By Daniel Weintraub | Sacramento Bee
Sunday, April 6, 2008
Story appeared in FORUM section, Page E1
There was good news and bad news for California in the results from a national writing test given to eighth-grade students last year.
First the bad news: California students performed worse than students in all but four other states, and students here in just about every demographic category did worse than similar students elsewhere.
The good news is that California's students have not gotten any worse since 2002, they have improved a bit since 1998, and the gap between the achievement of minority students and whites has shrunk significantly in the past eight years.
And one neutral observation: California's scores on these national tests are dragged down by the high percentage of students who are still learning English. Twenty percent of California students fall into that category, compared with just 6 percent nationwide. California's English learners actually perform on par with students elsewhere who are still learning the language. But they do so much worse than fluent English-speakers that the gap makes California's scores far worse than they would be if the state had fewer immigrants.
But among all California students, just 25 percent of eighth-graders were proficient or better on this test of writing skills. And that's not good enough.
The test, known as the National Assessment of Educational Progress, is not the kind of multiple-choice exam on which performance depends on the "drill and kill" methods so many teachers say they oppose. In this case, "teaching to the test" would mean requiring students to write short narrative, informative or persuasive essays in response to a prompt.
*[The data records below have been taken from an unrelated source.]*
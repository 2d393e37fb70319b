use serde::{Deserialize, Serialize};
use typed_builder::TypedBuilder;

use crate::common::{HospitalId, Location};

#[derive(Debug, Clone, Copy, PartialEq, Eq, Hash, Serialize, Deserialize)]
#[serde(rename_all = "snake_case")]
pub enum Specialization {
    Cardiology,
    Neurology,
    TraumaCenter,
    BurnUnit,
    Orthopedics,
    Pediatrics,
    Gynecology,
    GeneralSurgery,
    Oncology,
    Nephrology,
    Gastroenterology,
    Pulmonology,
    General,
}

impl Specialization {
    /// Human-readable label used in suggestion reasons
    pub fn label(&self) -> &'static str {
        match self {
            Self::Cardiology => "cardiology",
            Self::Neurology => "neurology",
            Self::TraumaCenter => "trauma center",
            Self::BurnUnit => "burn unit",
            Self::Orthopedics => "orthopedics",
            Self::Pediatrics => "pediatrics",
            Self::Gynecology => "gynecology",
            Self::GeneralSurgery => "general surgery",
            Self::Oncology => "oncology",
            Self::Nephrology => "nephrology",
            Self::Gastroenterology => "gastroenterology",
            Self::Pulmonology => "pulmonology",
            Self::General => "general",
        }
    }
}

#[derive(Debug, Clone, Copy, PartialEq, Eq, Default, Serialize, Deserialize)]
#[serde(rename_all = "snake_case")]
pub enum HospitalTier {
    #[default]
    Government,
    Private,
    Trust,
    Corporate,
}

#[derive(Debug, Clone, PartialEq, Serialize, Deserialize, TypedBuilder)]
#[serde(rename_all = "camelCase")]
#[builder(field_defaults(setter(into)))]
pub struct Hospital {
    #[builder(default = HospitalId::new())]
    pub id: HospitalId,
    pub name: String,
    pub location: Location,
    #[builder(default)]
    #[serde(default)]
    pub tier: HospitalTier,
    #[builder(default)]
    #[serde(default)]
    pub specializations: Vec<Specialization>,
    /// Free emergency beds
    #[builder(default)]
    #[serde(default)]
    pub available_units: u32,
    #[builder(default)]
    #[serde(default)]
    pub icu_beds_available: u32,
    /// 0.0 - 5.0
    #[builder(default)]
    #[serde(default)]
    pub rating: f64,
}

impl Hospital {
    pub fn offers(&self, specialization: Specialization) -> bool {
        self.specializations.contains(&specialization)
    }
}

/// A directory hit: hospital plus straight-line distance to the query point.
#[derive(Debug, Clone, PartialEq)]
pub struct NearbyHospital {
    pub hospital: Hospital,
    pub distance_meters: f64,
}

/// One ranked destination stored on an emergency request.
#[derive(Debug, Clone, PartialEq, Serialize, Deserialize)]
#[serde(rename_all = "camelCase")]
pub struct HospitalSuggestion {
    pub hospital_id: HospitalId,
    pub name: String,
    pub address: String,
    pub distance_meters: f64,
    pub eta_seconds: u64,
    pub score: i64,
    pub reason: String,
}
The disappointing results should be further motivation for Gov. Arnold Schwarzenegger and the Legislature to begin talks now on how to change the way the state governs schools, rather than waiting, as the governor has suggested, until he and lawmakers have fixed California's nagging budget problems. That could take years.
Schwarzenegger recently released a far-reaching set of recommendations from a bipartisan group of 18 education experts he asked to examine education policy and suggest changes. That panel, led by former Occidental College President Ted Mitchell and Dede Alpert, a former school board member and state legislator from San Diego, offered a blueprint that should prompt a serious discussion of how to improve student performance.
Their fundamental conclusion was that California's schools are so bound by rules and regulations ordered from Sacramento that they lack the flexibility to do what they need to do to succeed. Schools that do perform well do so in spite of the system, not because of it.
"Currently in California we have a completely convoluted governance system that puts everybody in charge and nobody in charge," Alpert said last month. "Therefore, everybody can just point fingers when they talk about who is responsible for what's happening."
Alpert said the state has a "culture of compliance" rather than a focus on results.
That system, the report said, does not ensure that sufficient resources reach the students who need them, fails to provide teachers with proper training or support, and has no incentives to reward achievement "at any level." Instead, it creates "reverse incentives" that reward low performance and punish excellence by giving failing schools more money and then taking it away when performance improves.
The committee suggested building on California's strength – widely praised academic standards that give students, teachers and parents a clear idea of what is expected in each subject at each grade.
The most successful schools use those standards as the basis for their curricula. They also set high expectations for students, have top-notch teachers and principals, use data to drive decision-making in the classroom and give teachers time to collaborate.
The schools need more money, the report said, but "just pumping more money into a system that structurally impedes success" will not deliver results.
Instead, the report said the state should streamline governance by creating a system where the money follows the student to his or her school and is adjusted to meet the different needs of students from different backgrounds. Principals at the school sites would be given more power over how to spend that money, given more authority over personnel, and, in the end, be held accountable for their results.
None of this can happen, the governor's experts said, without a state-of-the-art data system that collects information on student performance and ties it back to the kind of teaching to which each student was exposed.
Ultimately, Mitchell said, the key will be to make teaching a "true profession" with advancement opportunities, on-the-job mentoring, professional standards, evaluations linked to student achievement – and compensation to match the responsibility.
Much of this can be done at little or no cost. Even the financing side will take years to phase in once it is adopted. So there is no use wasting time. The students are not getting any younger. And, at least according to the latest test scores, their performance is not getting much better. Nothing will be gained by waiting another year.